The demurrers in all the cases are based upon the proposition that the bills of complaint or cross-bills show that the complainants are not entitled to the relief prayed for against the defendant; that the bills are without equity; and that the said bills are uncertain in this: that it cannot be ascertained therefrom what issues are tendered, showing, or tending to show, that the suits brought by defendant in Mono county, Cal., present the same issues which were tendered in the bill of complaint of Miller & Lux v. Rickey et al. in this court.

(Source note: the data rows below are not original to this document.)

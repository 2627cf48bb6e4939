//! Completion of HTTP function definitions.
//!
//! Steps run in a fixed order: later steps read fields resolved by earlier
//! ones (token validation reads the resolved authorization mode, query
//! extraction reads the resolved route parameters).

use crate::binding::{form_parameters, query_parameters};
use crate::command_type::{Capability, CommandType};
use crate::config::ResolverConfig;
use crate::definition::{AuthorizationMode, HttpTrigger, HttpVerb};
use crate::error::ResolveError;
use crate::route::{RouteRegistry, ensure_open_api_name, strip_leading_separator};
use crate::route_match::match_route_parameters;

pub const DEFAULT_TOKEN_HEADER: &str = "Authorization";

pub fn complete_http_definition(
    command: &CommandType,
    http: &mut HttpTrigger,
    routes: &mut RouteRegistry,
    config: &ResolverConfig,
) -> Result<(), ResolveError> {
    let authorization = &config.authorization;
    let route_configuration =
        routes
            .get_mut(http.route_configuration)
            .ok_or_else(|| ResolveError::UnknownRoute {
                id: http.route_configuration,
                command: command.name.clone(),
            })?;

    let mode = *http
        .authorization
        .get_or_insert(authorization.default_authorization);
    if mode == AuthorizationMode::TokenValidation {
        http.validates_token = true;
    }

    if http.verbs.is_empty() {
        http.verbs.insert(HttpVerb::Get);
    }

    http.claims_principal_authorization_type = http
        .claims_principal_authorization_type
        .take()
        .or_else(|| {
            route_configuration
                .claims_principal_authorization_type
                .clone()
        })
        .or_else(|| authorization.claims_principal_authorization_type.clone());

    http.header_binding = http
        .header_binding
        .take()
        .or_else(|| config.defaults.header_binding.clone());
    http.response_handler_type = http
        .response_handler_type
        .take()
        .or_else(|| config.defaults.response_handler_type.clone());

    http.token_header = Some(
        http.token_header
            .take()
            .or_else(|| authorization.header_name.clone())
            .unwrap_or_else(|| DEFAULT_TOKEN_HEADER.to_string()),
    );

    http.is_validation_result = command
        .result
        .as_ref()
        .is_some_and(|result| result.is_validation_result());
    http.is_stream_command = command.implements(Capability::StreamCommand);

    http.token_validator_type = http
        .token_validator_type
        .take()
        .or_else(|| authorization.token_validator_type.clone());
    if http.validates_token && http.token_validator_type.is_none() {
        return Err(ResolveError::MissingTokenValidator {
            command: command.name.clone(),
        });
    }

    http.route = http
        .route
        .as_deref()
        .map(|route| strip_leading_separator(route).to_string());

    http.route_parameters = match_route_parameters(http.route.as_deref(), command)?;
    http.query_parameters = query_parameters(command, &http.route_parameters);
    http.form_parameters = form_parameters(command);

    if http.route.is_some() {
        ensure_open_api_name(route_configuration);
    }

    tracing::debug!(
        command = %command.name,
        route = http.route.as_deref().unwrap_or(""),
        verbs = http.verbs.len(),
        route_parameters = http.route_parameters.len(),
        query_parameters = http.query_parameters.len(),
        form_parameters = http.form_parameters.len(),
        validates_token = http.validates_token,
        "completed http definition"
    );
    Ok(())
}

#[cfg(test)]
mod tests {
    use super::*;
    use crate::command_type::{CommandField, FieldType, ResultType};
    use crate::definition::HeaderBindingConfiguration;
    use crate::route::RouteConfiguration;
    use std::collections::BTreeSet;

    fn get_order() -> CommandType {
        CommandType::new("GetOrderQuery")
            .with_field(CommandField::new("orderId", FieldType::text()))
            .with_field(CommandField::new("includeLines", FieldType::value("bool")))
    }

    fn setup(route: &str) -> (RouteRegistry, HttpTrigger) {
        let mut routes = RouteRegistry::new();
        let id = routes.insert(RouteConfiguration::new(route));
        (routes, HttpTrigger::new(Some(route.to_string()), id))
    }

    #[test]
    fn defaults_verbs_authorization_and_token_header() {
        let (mut routes, mut http) = setup("/orders/{orderId}");
        complete_http_definition(
            &get_order(),
            &mut http,
            &mut routes,
            &ResolverConfig::new("App"),
        )
        .expect("resolves");

        assert_eq!(http.verbs, BTreeSet::from([HttpVerb::Get]));
        assert_eq!(http.authorization, Some(AuthorizationMode::Function));
        assert!(!http.validates_token);
        assert_eq!(http.token_header.as_deref(), Some(DEFAULT_TOKEN_HEADER));
        assert_eq!(http.route.as_deref(), Some("orders/{orderId}"));
        assert_eq!(http.route_parameters.len(), 1);
        assert_eq!(http.query_parameters.len(), 1);
        assert_eq!(http.query_parameters[0].name, "includeLines");
    }

    #[test]
    fn declared_verbs_are_kept() {
        let (mut routes, http) = setup("orders");
        let mut http = http.with_verb(HttpVerb::Post).with_verb(HttpVerb::Put);
        complete_http_definition(
            &get_order(),
            &mut http,
            &mut routes,
            &ResolverConfig::new("App"),
        )
        .expect("resolves");
        assert_eq!(http.verbs, BTreeSet::from([HttpVerb::Post, HttpVerb::Put]));
    }

    #[test]
    fn claims_type_prefers_definition_then_route_then_global() {
        let mut config = ResolverConfig::new("App");
        config.authorization.claims_principal_authorization_type = Some("Global".to_string());

        let (mut routes, mut http) = setup("orders");
        complete_http_definition(&get_order(), &mut http, &mut routes, &config)
            .expect("resolves");
        assert_eq!(
            http.claims_principal_authorization_type.as_deref(),
            Some("Global")
        );

        let (mut routes, mut http) = setup("orders");
        if let Some(route) = routes.get_mut(http.route_configuration) {
            route.claims_principal_authorization_type = Some("Route".to_string());
        }
        complete_http_definition(&get_order(), &mut http, &mut routes, &config)
            .expect("resolves");
        assert_eq!(
            http.claims_principal_authorization_type.as_deref(),
            Some("Route")
        );

        let (mut routes, mut http) = setup("orders");
        http.claims_principal_authorization_type = Some("Local".to_string());
        complete_http_definition(&get_order(), &mut http, &mut routes, &config)
            .expect("resolves");
        assert_eq!(
            http.claims_principal_authorization_type.as_deref(),
            Some("Local")
        );
    }

    #[test]
    fn header_binding_and_response_handler_fall_back_to_globals() {
        let mut config = ResolverConfig::new("App");
        config.defaults.response_handler_type = Some("GlobalHandler".to_string());
        config.defaults.header_binding = Some(HeaderBindingConfiguration {
            enabled: true,
            ..HeaderBindingConfiguration::default()
        });

        let (mut routes, mut http) = setup("orders");
        http.response_handler_type = Some("LocalHandler".to_string());
        complete_http_definition(&get_order(), &mut http, &mut routes, &config)
            .expect("resolves");
        assert_eq!(http.response_handler_type.as_deref(), Some("LocalHandler"));
        assert!(http.header_binding.as_ref().is_some_and(|h| h.enabled));
    }

    #[test]
    fn token_header_prefers_definition_then_builder() {
        let mut config = ResolverConfig::new("App");
        config.authorization.header_name = Some("X-Token".to_string());

        let (mut routes, mut http) = setup("orders");
        complete_http_definition(&get_order(), &mut http, &mut routes, &config)
            .expect("resolves");
        assert_eq!(http.token_header.as_deref(), Some("X-Token"));

        let (mut routes, mut http) = setup("orders");
        http.token_header = Some("X-Local".to_string());
        complete_http_definition(&get_order(), &mut http, &mut routes, &config)
            .expect("resolves");
        assert_eq!(http.token_header.as_deref(), Some("X-Local"));
    }

    #[test]
    fn token_validation_requires_a_validator() {
        let (mut routes, http) = setup("orders");
        let mut http = http.with_authorization(AuthorizationMode::TokenValidation);
        let err = complete_http_definition(
            &get_order(),
            &mut http,
            &mut routes,
            &ResolverConfig::new("App"),
        )
        .expect_err("no validator anywhere");
        assert_eq!(
            err,
            ResolveError::MissingTokenValidator {
                command: "GetOrderQuery".to_string()
            }
        );
    }

    #[test]
    fn default_token_validation_uses_builder_validator() {
        let mut config = ResolverConfig::new("App");
        config.authorization.default_authorization = AuthorizationMode::TokenValidation;
        config.authorization.token_validator_type = Some("JwtValidator".to_string());

        let (mut routes, mut http) = setup("orders");
        complete_http_definition(&get_order(), &mut http, &mut routes, &config)
            .expect("resolves");
        assert!(http.validates_token);
        assert_eq!(http.token_validator_type.as_deref(), Some("JwtValidator"));
    }

    #[test]
    fn computes_validation_result_and_stream_flags() {
        let command = get_order()
            .with_capability(Capability::StreamCommand)
            .with_result(ResultType::new("OrderValidation").with_capability(Capability::ValidationResult));
        let (mut routes, mut http) = setup("orders");
        complete_http_definition(&command, &mut http, &mut routes, &ResolverConfig::new("App"))
            .expect("resolves");
        assert!(http.is_stream_command);
        assert!(http.is_validation_result);

        let plain = get_order().with_result(ResultType::new("Order"));
        let (mut routes, mut http) = setup("orders");
        complete_http_definition(&plain, &mut http, &mut routes, &ResolverConfig::new("App"))
            .expect("resolves");
        assert!(!http.is_stream_command);
        assert!(!http.is_validation_result);
    }

    #[test]
    fn infers_open_api_name_on_shared_route() {
        let (mut routes, mut http) = setup("api/{version}/widgets/{orderId}");
        let command = get_order().with_field(CommandField::new("version", FieldType::text()));
        complete_http_definition(&command, &mut http, &mut routes, &ResolverConfig::new("App"))
            .expect("resolves");
        let route = routes.get(http.route_configuration).expect("route");
        assert_eq!(route.open_api_name.as_deref(), Some("widgets"));
    }

    #[test]
    fn routeless_definition_skips_parameters_and_naming() {
        let mut routes = RouteRegistry::new();
        let id = routes.insert(RouteConfiguration::new("orders"));
        let mut http = HttpTrigger::new(None, id);
        complete_http_definition(
            &get_order(),
            &mut http,
            &mut routes,
            &ResolverConfig::new("App"),
        )
        .expect("resolves");
        assert!(http.route_parameters.is_empty());
        assert_eq!(http.query_parameters.len(), 2);
        assert_eq!(routes.get(id).and_then(|r| r.open_api_name.clone()), None);
    }
}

In addition to these propositions, in some of the other classes of cases the demurrer to the cross-bill is based upon the ground that it does not appear that this court has any jurisdiction over the subject-matter of the controversy in said cross-bill; that the facts set forth in said cross-bill are independent of, distinct and different from, any controversy set out in the original bill, and is an attempt to interpose a new controversy between cross-complainant and this defendant, both of whom are co-defendants in the original bill; that said cross-bill is multifarious, in that it is brought in regard to matters having no connection with the subject-matter of the original bill, and not proper to be investigated in this suit; that several defendants in the original suit are not made parties to this cross-bill; that there is a misjoinder of parties plaintiff, in that several parties have been joined as parties plaintiff who have no common interest or community of interest or joint interest in the water, the subject-matter of the cross-complainants, and that the interest of each plaintiff therein is several.
Under the facts of this case the question arises whether or not this court has the power and authority to issue the injunction against the Rickey Land & Cattle Company that is prayed for; in other words, has this court any jurisdiction in the premises?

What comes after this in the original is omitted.